WASPADA (Banda Aceh) : Irwinsyah Bin Syawal, Terdakwa kasus KDRT, merasa keberatan dan merasa dizhalimi atas divonis delapan tahun penjara oleh PN Banda Aceh pada pekan lalu.
Untuk itu, terdakwa telah mengajukan upaya hukum banding ke PT Banda Aceh, Senin (17/04/23).
Azwir Hasyim, SH Penasihat Hukum Terdakwa Irwinsyah ketika dihubungi Waspada, membenarkan upaya hukum banding dimaksud. Selaku Penasihat Hukum, saya sudah menandatangani surat pernyataan bandingnya di Kepaniteraan PN Banda Aceh, Selasa, 11 April yang lalu, kata Azwir. Dengan Perkara terdaftar dengan Nomor : 15/Pid.Sus/2023/PN-BNA, tanggal 06 April 2023 tersebut.
Kata Azwir, Majelis Hakim PN Banda Aceh, yang diketuai Saptika Handhini, S.H., M.H., Hamzah Sulaiman, S.H., dan M. Yusuf, S.H., masing-masing sebagai anggota. Majelis hakim dimaksud telah menghukum Terdakwa/ Pembanding Irwinsyah delapan tahun penjara dan denda Rp30 juta, subsidair kurungan enam bulan. Selain itu Terdakwa/ Pembanding juga dibebani membayar restitusi kepada korban Rp17.939.542, subsidair kurungan enam bulan. Apabila Terdakwa/ Pembanding tidak membayar denda dan restitusi tersebut, maka Terdakwa akan menjalani hukuman penjara selama sembilan tahun.
“Karenanya, Terdakwa merasa keberatan dan terzalimi dengan putusan PN Banda Aceh tersebut,” tandas. Azwir.
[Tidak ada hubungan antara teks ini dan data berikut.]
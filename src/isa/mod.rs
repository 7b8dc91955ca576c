//! Opcode Test Specifications
//!
//! One `OpcodeSpec` per instruction: the encoding template, the operand
//! bit field and its legal range, the representative operand values and the
//! SREG probe loaded before execution. The table is plain data consumed by
//! the generic case generator and runner.

pub mod oracle;

#[cfg(test)]
mod tests_oracle;

pub use oracle::{Instruction, Outcome};

use crate::avr::{flags, Reg, GPR_COUNT};
use serde::Serialize;
use thiserror::Error;

/// Errors while substituting an operand into an encoding template
#[derive(Debug, Clone, PartialEq, Eq, Error)]
pub enum EncodeError {
    #[error("{mnemonic}: operand {value} outside legal range {min}..={max}")]
    OutOfRange {
        mnemonic: &'static str,
        value: u8,
        min: u8,
        max: u8,
    },
    #[error("{mnemonic}: operand {value} does not fit a {width}-bit field")]
    TooWide {
        mnemonic: &'static str,
        value: u8,
        width: u8,
    },
    #[error("{mnemonic}: operand r{value} is past the last working register")]
    NoSuchRegister { mnemonic: &'static str, value: u8 },
}

/// Position of an operand inside a 16-bit instruction word.
#[derive(Debug, Clone, Copy, PartialEq, Eq, Serialize)]
pub struct BitField {
    pub shift: u8,
    pub width: u8,
}

impl BitField {
    pub const fn new(shift: u8, width: u8) -> Self {
        Self { shift, width }
    }

    pub const fn mask(self) -> u16 {
        (((1u32 << self.width) - 1) as u16) << self.shift
    }

    pub const fn fits(self, value: u8) -> bool {
        (value as u32) < (1u32 << self.width)
    }

    /// Replace the field's bits in `word` with `value`.
    pub const fn insert(self, word: u16, value: u8) -> u16 {
        (word & !self.mask()) | (((value as u16) << self.shift) & self.mask())
    }

    pub const fn extract(self, word: u16) -> u8 {
        ((word & self.mask()) >> self.shift) as u8
    }
}

/// Registers an instruction may modify.
///
/// Declared per opcode; the destination role resolves to a concrete
/// register once a case binds the operand.
#[derive(Debug, Clone, Copy, PartialEq, Eq, Serialize)]
pub struct ChangeWhitelist {
    pub destination: bool,
    pub sreg: bool,
    pub pc: bool,
}

impl ChangeWhitelist {
    /// Does the whitelist allow `reg` to change when the destination is `rd`?
    pub fn permits(&self, reg: Reg, rd: u8) -> bool {
        match reg {
            Reg::R(n) => self.destination && n == rd,
            Reg::Sreg => self.sreg,
            Reg::Pc => self.pc,
            Reg::Sp => false,
        }
    }

    /// Concrete registers for destination `rd`, in numbering order.
    pub fn resolve(&self, rd: u8) -> Vec<Reg> {
        Reg::all().filter(|&reg| self.permits(reg, rd)).collect()
    }
}

/// Static description of how to exercise one instruction.
#[derive(Debug, Clone, Copy, Serialize)]
pub struct OpcodeSpec {
    pub mnemonic: &'static str,
    pub instruction: Instruction,
    /// Fixed bits with the operand field zeroed
    pub template: u16,
    /// Destination register field
    pub destination: BitField,
    pub first_register: u8,
    pub last_register: u8,
    /// Operand values chosen to hit flag boundaries
    pub values: &'static [u8],
    /// SREG loaded before execution. Sets at least one flag the instruction
    /// writes, so a missed clear shows up, and usually one it must preserve.
    pub sreg_probe: u8,
    /// Instruction length in 16-bit words
    pub words: u8,
}

impl OpcodeSpec {
    /// Raw instruction word with `rd` substituted into the destination field.
    pub fn encode(&self, rd: u8) -> Result<u16, EncodeError> {
        if rd < self.first_register || rd > self.last_register {
            return Err(EncodeError::OutOfRange {
                mnemonic: self.mnemonic,
                value: rd,
                min: self.first_register,
                max: self.last_register,
            });
        }
        if !self.destination.fits(rd) {
            return Err(EncodeError::TooWide {
                mnemonic: self.mnemonic,
                value: rd,
                width: self.destination.width,
            });
        }
        if rd as usize >= GPR_COUNT {
            return Err(EncodeError::NoSuchRegister {
                mnemonic: self.mnemonic,
                value: rd,
            });
        }
        Ok(self.destination.insert(self.template, rd))
    }

    pub fn registers(&self) -> impl Iterator<Item = u8> {
        self.first_register..=self.last_register
    }

    pub fn whitelist(&self) -> ChangeWhitelist {
        ChangeWhitelist {
            destination: true,
            sreg: self.instruction.affected_flags() != 0,
            pc: true,
        }
    }

    /// Instruction length in bytes, i.e. the expected PC advance
    pub fn length_bytes(&self) -> u32 {
        self.words as u32 * 2
    }
}

/// `BREAK`: stops a resumed target, used to bracket the instruction under test
pub const BREAK_OPCODE: u16 = 0x9598;

const DEST_FIELD: BitField = BitField::new(4, 5);

/// Values shared by the logic and shift instructions: all-zero, all-ones,
/// both alternating patterns, nibble halves and single end bits.
const PATTERN_VALUES: &[u8] = &[0x00, 0xFF, 0xAA, 0x55, 0xF0, 0x0F, 0x01, 0x80];

/// Values for the arithmetic instructions, adding the signed overflow edges.
const ARITH_VALUES: &[u8] = &[0x00, 0xFF, 0xAA, 0xF0, 0x01, 0x7F, 0x80, 0x08];

const fn single_register(
    mnemonic: &'static str,
    instruction: Instruction,
    low_nibble: u16,
    values: &'static [u8],
    sreg_probe: u8,
) -> OpcodeSpec {
    OpcodeSpec {
        mnemonic,
        instruction,
        template: 0x9400 | low_nibble,
        destination: DEST_FIELD,
        first_register: 0,
        last_register: 31,
        values,
        sreg_probe,
        words: 1,
    }
}

/// The `1001 010d dddd xxxx` group
pub static SINGLE_REGISTER_OPS: [OpcodeSpec; 8] = [
    // Only V set: COM must clear it.
    single_register(
        "COM",
        Instruction::Com,
        0x0,
        &[0x00, 0xFF, 0xAA, 0xF0, 0x01],
        flags::OVERFLOW,
    ),
    single_register(
        "NEG",
        Instruction::Neg,
        0x1,
        ARITH_VALUES,
        flags::CARRY | flags::HALF_CARRY | flags::TRANSFER,
    ),
    // SWAP touches no flag; a mixed pattern shows any stray write.
    single_register(
        "SWAP",
        Instruction::Swap,
        0x2,
        PATTERN_VALUES,
        flags::CARRY | flags::NEGATIVE | flags::SIGN | flags::TRANSFER,
    ),
    single_register(
        "INC",
        Instruction::Inc,
        0x3,
        ARITH_VALUES,
        flags::CARRY | flags::OVERFLOW | flags::HALF_CARRY,
    ),
    single_register(
        "ASR",
        Instruction::Asr,
        0x5,
        PATTERN_VALUES,
        flags::CARRY | flags::HALF_CARRY,
    ),
    single_register(
        "LSR",
        Instruction::Lsr,
        0x6,
        PATTERN_VALUES,
        flags::NEGATIVE | flags::HALF_CARRY,
    ),
    // C set: it rotates into bit 7.
    single_register(
        "ROR",
        Instruction::Ror,
        0x7,
        PATTERN_VALUES,
        flags::CARRY | flags::HALF_CARRY,
    ),
    single_register(
        "DEC",
        Instruction::Dec,
        0xA,
        ARITH_VALUES,
        flags::CARRY | flags::OVERFLOW | flags::HALF_CARRY,
    ),
];

/// Find a spec by mnemonic, ignoring case.
pub fn lookup(mnemonic: &str) -> Option<&'static OpcodeSpec> {
    SINGLE_REGISTER_OPS
        .iter()
        .find(|spec| spec.mnemonic.eq_ignore_ascii_case(mnemonic))
}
Azwir selaku Penasihat Hukum Terdakwa/ Pembanding menyatakan bahwa ada kekeliruan dalam pertimbangan hukum Majelis Hakim PN Banda Aceh dalam menafsirkan “KDRT dilakukan dalam lingkup Keluarga”. Yang dimaksud lingkup rumah tangga, sebagaimana pasal 2 ayat (1) huruf a UU No. 23 Tahun 2004 tentang Penghapusan KDRT adalah suami, isteri dan anak. Dalam perkara dimaksud isteri selaku korban KDRT.
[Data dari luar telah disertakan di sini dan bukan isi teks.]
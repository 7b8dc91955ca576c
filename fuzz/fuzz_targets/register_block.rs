#![no_main]

//! Register block fuzzer
//!
//! Arbitrary text must either decode or be rejected; a decoded block must
//! encode back to the same digits, ignoring case.

use avr_oracle::avr::RegisterState;
use libfuzzer_sys::fuzz_target;

fuzz_target!(|data: &[u8]| {
    let Ok(text) = std::str::from_utf8(data) else {
        return;
    };
    if let Ok(state) = RegisterState::from_wire_hex(text) {
        assert_eq!(state.to_wire_hex(), text.to_ascii_lowercase());
    }
});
Permasalahannya, kata Azwir, apakah suami-isteri dalam ikatan nikah sirri diakui Negara sebagai lingkup keluarga yang hanya dibuktikan dengan selembar surat keterangan nikah siri dari salah satu Pondok Pesantren di Aceh Besar.
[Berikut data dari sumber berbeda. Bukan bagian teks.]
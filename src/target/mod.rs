//! Remote Execution Target
//!
//! `RemoteTarget` is the capability set the oracle needs from a simulator's
//! remote control interface. `GdbRemote` implements it over the GDB Remote
//! Serial Protocol; `ExecutionDriver` layers address translation, program
//! loading and reset on top of any implementation.

pub mod driver;
pub mod gdb;

pub use driver::{ExecutionDriver, MemoryRegion};
pub use gdb::GdbRemote;

use crate::avr::{RegisterState, WireError};
use serde::Serialize;
use std::fmt;
use thiserror::Error;

/// SIGHUP: delivered with a resume, asks the simulator to reset itself
pub const SIGHUP: u8 = 1;

/// SIGTRAP: reported after a step or a breakpoint
pub const SIGTRAP: u8 = 5;

/// Why the target stopped after a resume or step
#[derive(Debug, Clone, Copy, PartialEq, Eq, Serialize)]
pub enum StopReason {
    /// Stopped with a signal (`S`/`T` reply)
    Signal(u8),
    /// Program exited with a status (`W` reply)
    Exited(u8),
    /// Terminated by a signal (`X` reply)
    Terminated(u8),
}

impl StopReason {
    /// True if the target is still alive and can accept further commands.
    pub fn is_stopped(&self) -> bool {
        matches!(self, StopReason::Signal(_))
    }
}

impl fmt::Display for StopReason {
    fn fmt(&self, f: &mut fmt::Formatter<'_>) -> fmt::Result {
        match self {
            StopReason::Signal(s) => write!(f, "stopped with signal {}", s),
            StopReason::Exited(s) => write!(f, "exited with status {}", s),
            StopReason::Terminated(s) => write!(f, "terminated by signal {}", s),
        }
    }
}

/// Why a single exchange with the target failed
#[derive(Debug, Error)]
pub enum IoFailure {
    #[error(transparent)]
    Transport(#[from] std::io::Error),
    #[error("connection closed by target")]
    Closed,
    #[error("session already closed")]
    NotConnected,
    #[error("packet rejected {0} times")]
    Rejected(u32),
    #[error("target replied with error {0}")]
    ErrorReply(String),
    #[error("reply exceeds {0} bytes")]
    Oversized(usize),
    #[error("malformed reply: {0}")]
    Malformed(String),
    #[error(transparent)]
    Registers(#[from] WireError),
    #[error("target {0}")]
    UnexpectedStop(StopReason),
}

/// Transport-level failures. Fatal for the remaining cases of a run.
#[derive(Debug, Error)]
pub enum DriverError {
    #[error("cannot connect to target at {addr}")]
    Connection {
        addr: String,
        #[source]
        source: std::io::Error,
    },
    #[error("target I/O failed while {action}")]
    TargetIo {
        action: &'static str,
        #[source]
        source: IoFailure,
    },
}

impl DriverError {
    pub(crate) fn io(action: &'static str) -> impl FnOnce(IoFailure) -> DriverError {
        move |source| DriverError::TargetIo { action, source }
    }
}

/// Capability set of a remote execution-control interface.
///
/// Addresses are in the target's combined address space; see
/// `ExecutionDriver` for region translation. All operations block.
pub trait RemoteTarget {
    fn read_memory(&mut self, addr: u32, len: usize) -> Result<Vec<u8>, IoFailure>;
    fn write_memory(&mut self, addr: u32, data: &[u8]) -> Result<(), IoFailure>;
    fn read_registers(&mut self) -> Result<RegisterState, IoFailure>;
    fn write_registers(&mut self, state: &RegisterState) -> Result<(), IoFailure>;
    /// Continue, optionally delivering `signal`, until the target stops.
    fn resume(&mut self, signal: Option<u8>) -> Result<StopReason, IoFailure>;
    /// Execute a single instruction.
    fn step(&mut self) -> Result<StopReason, IoFailure>;
    /// Release the session. Further calls fail with `NotConnected`.
    fn close(&mut self) -> Result<(), IoFailure>;
}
Menurut Azwir , Undang-Undang mengatur bahwa ikatan suami isteri itu harus didaftarkan oleh petugas pencatat nikah dan dibuktikan dengan Akta Nikah yang diterbitkan oleh Kantor Urusan Agama Kecamatan (Kuakec). Hal ini tidak pernah terjadi. Oleh karena itu, lanjut Azwir pertimbangan hukum Majelis Hakim PN Banda Aceh, selain tidak dapat membuktikan KDRTnya, juga bertentangan dengan peraturan perundang-undangan yang berlaku.
Nah, bila pertimbangan hukum Majelis Hakim PN Banda Aceh tersebut diakui benar lalu dikuatkan oleh Pengadilan Tinggi sampai ke Mahkamah Agung, maka akan menjadi yurisprudensi, dampaknya adalah Negara mengakui nikah yang dilakukan tidak di hadapan petugas pencatat nikah sebagaimana yang diatur undang-undang, yang selama ini tidak mengakui keabsahan nikah siri,” tegasnya.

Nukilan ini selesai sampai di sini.